L’amore è problematico, ha molte relazioni, ma la nevrosi gli rende difficile il contatto fisico con l’unica donna che avrebbe voluto sposare, Tulla, la quale invano gli chiede intimità. La liaison termina nel 1902 in modo drammatico: durante una lite un proiettile mutila una delle dita di Munch. Lei sposa un altro e s’accresce la depressione dell’artista. Che rivive l’amore drammatico in un doppio ritratto, lui e lei, che poi sega, a separare i due volti. Ancora, dipinge la scena del suo assassinio da parte della donna, e nella stanza dove egli è disteso sul letto, vittima sacrificale, e la donna sfocata, vanno in primo piano gli oggetti, un cappello, un telo, al pari di chi nell’incoscienza non mette più in ordine gli oggetti. Infine, replica “La morte di Marat” di David, punteggiato di macchie rosse come schizzi di sangue, affibbiando a Tulla il ruolo di Carlotta Corday. Il tema del bacio ricorre spesso: un bacio che rende indistinte le due figure, l’uno ad annegare nei capelli o nel collo dell’altra. Altrove, la donna si china su l’amato, che poggia la testa sul suo grembo, soverchiandolo completamente: così diversi dipinti che replicano la posa vengono chiamati da un amico artista “Vampiro” e l’artista accetta il titolo che trasforma la tenera scena nella rappresentazione della fragilità maschile rispetto al dominio femminile, in rimonta alla fine dell’Ottocento.

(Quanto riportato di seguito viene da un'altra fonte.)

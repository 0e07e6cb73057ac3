// src/storage.rs
//
// Contrato do storage de arquivos dos processos.

use async_trait::async_trait;
use serde::Deserialize;

use crate::{common::error::AppError, models::case::UploadFile};

pub mod rest;
pub use rest::RestBlobStore;

/// Validade das URLs assinadas geradas para os anexos (segundos).
pub const SIGNED_URL_TTL_SECS: u64 = 300;
/// Máximo de arquivos listados por processo.
pub const LIST_LIMIT: usize = 100;

#[derive(Debug, Clone, PartialEq, Eq, Deserialize)]
pub struct BlobEntry {
    pub name: String,
}

#[async_trait]
pub trait BlobStore: Send + Sync {
    /// Grava o arquivo em `path`. Com `overwrite`, um arquivo existente no
    /// mesmo caminho é substituído.
    async fn upload(&self, path: &str, file: &UploadFile, overwrite: bool) -> Result<(), AppError>;

    /// Lista os arquivos diretamente abaixo de `prefix`.
    async fn list(&self, prefix: &str, limit: usize) -> Result<Vec<BlobEntry>, AppError>;

    /// Gera um link temporário de leitura.
    async fn create_signed_url(&self, path: &str, ttl_secs: u64) -> Result<String, AppError>;
}
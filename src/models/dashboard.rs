// src/models/dashboard.rs

use serde::Serialize;
use utoipa::ToSchema;

// Cards do painel inicial do advogado
#[derive(Debug, Clone, PartialEq, Eq, Serialize, ToSchema)]
pub struct DashboardSummary {
    pub advogado: String,
    pub oab: String,
    pub total_processos: usize, // Processos do advogado
    pub total_clientes: usize,  // Clientes distintos nesses processos
}
// src/middleware/auth.rs

use axum::{
    extract::{FromRequestParts, Request, State},
    http::request::Parts,
    middleware::Next,
    response::Response,
};
use axum_extra::{
    headers::{authorization::Bearer, Authorization},
    TypedHeader,
};
use std::convert::Infallible;

use crate::{common::error::AppError, config::AppState, models::auth::Session};

/// Token bruto da requisição. Cabeçalho ausente ou fora do formato
/// `Bearer` conta como requisição anônima.
pub struct BearerToken(pub Option<String>);

impl BearerToken {
    pub fn token(&self) -> Option<&str> {
        self.0.as_deref()
    }
}

impl<S> FromRequestParts<S> for BearerToken
where
    S: Send + Sync,
{
    type Rejection = Infallible;

    async fn from_request_parts(parts: &mut Parts, state: &S) -> Result<Self, Self::Rejection> {
        let token = TypedHeader::<Authorization<Bearer>>::from_request_parts(parts, state)
            .await
            .ok()
            .map(|TypedHeader(auth)| auth.token().to_string());
        Ok(BearerToken(token))
    }
}

// Guard das rotas protegidas: resolve a sessão e a coloca nos extensions.
// Sessão ausente/expirada responde 401 com a indicação de voltar ao login.
pub async fn auth_guard(
    State(app_state): State<AppState>,
    bearer: BearerToken,
    mut request: Request,
    next: Next,
) -> Result<Response, AppError> {
    let session = app_state
        .auth_service
        .current(bearer.token())
        .await
        .require()?;

    request.extensions_mut().insert(session);
    Ok(next.run(request).await)
}

// Extrator para obter a sessão diretamente nos handlers
pub struct CurrentSession(pub Session);

impl<S> FromRequestParts<S> for CurrentSession
where
    S: Send + Sync,
{
    type Rejection = AppError;

    async fn from_request_parts(parts: &mut Parts, _state: &S) -> Result<Self, Self::Rejection> {
        parts
            .extensions
            .get::<Session>()
            .cloned()
            .map(CurrentSession)
            .ok_or(AppError::Unauthenticated)
    }
}
// src/services/address_service.rs

use async_trait::async_trait;
use serde::Deserialize;
use std::{sync::Arc, time::Duration};

use crate::{
    common::{error::AppError, format::normalize_cep},
    models::address::{Address, LookupState, PostalCodeField},
};

/// Consulta de endereço por CEP. `Ok(None)` = CEP sem endereço.
#[async_trait]
pub trait AddressLookup: Send + Sync {
    async fn lookup(&self, cep: &str) -> Result<Option<Address>, AppError>;
}

// Resposta do BrasilAPI (cep/v1)
#[derive(Debug, Deserialize)]
struct BrasilApiAddress {
    #[serde(default)]
    street: Option<String>,
    #[serde(default)]
    neighborhood: Option<String>,
    #[serde(default)]
    city: Option<String>,
    #[serde(default)]
    state: Option<String>,
}

impl From<BrasilApiAddress> for Address {
    fn from(body: BrasilApiAddress) -> Self {
        Address {
            logradouro: body.street.unwrap_or_default(),
            bairro: body.neighborhood.unwrap_or_default(),
            cidade: body.city.unwrap_or_default(),
            estado: body.state.unwrap_or_default(),
        }
    }
}

pub struct BrasilApiLookup {
    http: reqwest::Client,
    base_url: String,
}

impl BrasilApiLookup {
    pub fn new(base_url: &str) -> anyhow::Result<Self> {
        let http = reqwest::Client::builder()
            .timeout(Duration::from_secs(15))
            .build()?;
        Ok(Self {
            http,
            base_url: base_url.trim_end_matches('/').to_string(),
        })
    }
}

#[async_trait]
impl AddressLookup for BrasilApiLookup {
    async fn lookup(&self, cep: &str) -> Result<Option<Address>, AppError> {
        let response = self
            .http
            .get(format!("{}/{}", self.base_url, cep))
            .send()
            .await
            .map_err(|e| AppError::LookupFailed(e.to_string()))?;

        if response.status() == reqwest::StatusCode::NOT_FOUND {
            return Ok(None);
        }
        if !response.status().is_success() {
            return Err(AppError::LookupFailed(format!("status {}", response.status())));
        }

        let body: BrasilApiAddress = response
            .json()
            .await
            .map_err(|e| AppError::LookupFailed(e.to_string()))?;
        Ok(Some(body.into()))
    }
}

#[derive(Clone)]
pub struct AddressService {
    lookup: Arc<dyn AddressLookup>,
}

impl AddressService {
    pub fn new(lookup: Arc<dyn AddressLookup>) -> Self {
        Self { lookup }
    }

    /// Conclui uma consulta pendente do campo de CEP. Falhas viram aviso
    /// no próprio campo e nunca interrompem o formulário.
    pub async fn resolve_pending(&self, field: &mut PostalCodeField) {
        let LookupState::LookingUp { cep } = field.state().clone() else {
            return;
        };

        let result = match self.lookup.lookup(&cep).await {
            Ok(found) => Ok(found),
            Err(e) => {
                tracing::warn!(cep = %cep, "Falha ao consultar CEP: {}", e);
                Err(e.to_string())
            }
        };
        field.complete(&cep, result);
    }

    /// Prefill de endereço para o formulário.
    pub async fn find(&self, raw_cep: &str) -> Result<Address, AppError> {
        let cep = normalize_cep(raw_cep)?;
        self.lookup
            .lookup(&cep)
            .await?
            .ok_or(AppError::NotFound("Endereço"))
    }
}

Munch viaggiò molto, a Berlino contribuì alla formazione della Secessione Viennese e allestì mostre, reputate scandalose. In Italia arriva la prima volta con Tulla, nel 1899, torna nel 1922 e passa un mese a Roma nel 1927. Commovente nel suo taccuino un disegno che copia il ritratto di Raffaello. Della Cappella Sistina dice che è “la più bella stanza del mondo”. Dipinge la tomba dello zio, illustre storico, nel cimitero acattolico della Capitale e poi il ponte Rialto di Venezia. Ora le sue opere perdono l’impronta dell’angoscia. La serie dei nudi maschili sulla spiaggia segnano un vitalismo riconciliato con la natura. Paesaggi campestri e contadini mai oleografici. Notti stellate dense di significati nell’incombere degli astri attraverso lo scuro azzurro notturno. Autoritratti, quelli di inizio Novecento più inquietanti (nudo tra le fiamme dell’inferno, per esempio) gli altri degli ultimi anni nei quali non nasconde il passare impietoso del tempo (l’insonnia ne “Il viandante notturno”, la figura instabile ne “Autoritratto tra il letto e l’orologio”, terminato un anno prima di morire). Una sorta di pacificazione con lo spazio esterno, la luce dell’estate e il proprio essere nel celeberrimo “Le ragazze sul ponte” del 1927. Resta però la costruzione stralunata della prospettiva e l’interrogativo sullo scorrere dell’ampio fiume, fatto scuro dall’ombra imponente di un albero: dove andrà a finire, dove sboccherà la vita?
“Non dipingo dalla Natura, prendo da essa. Non dipingo ciò che vedo ma quello che ho visto”. Le emozioni vissute, la memoria che esce fuori dall’Io, la poetica di Munch. Suggerisce la curatrice Berman: questa mostra (fino al 2 giugno prossimo, sponsor Generali Valore Cultura e Statkraft, partnership Fondazione Terzo Pilastro Internazionale) “va visitata con lentezza, gentilezza, silenzio per trovare non solo Munch ma noi, nel nostro interno”.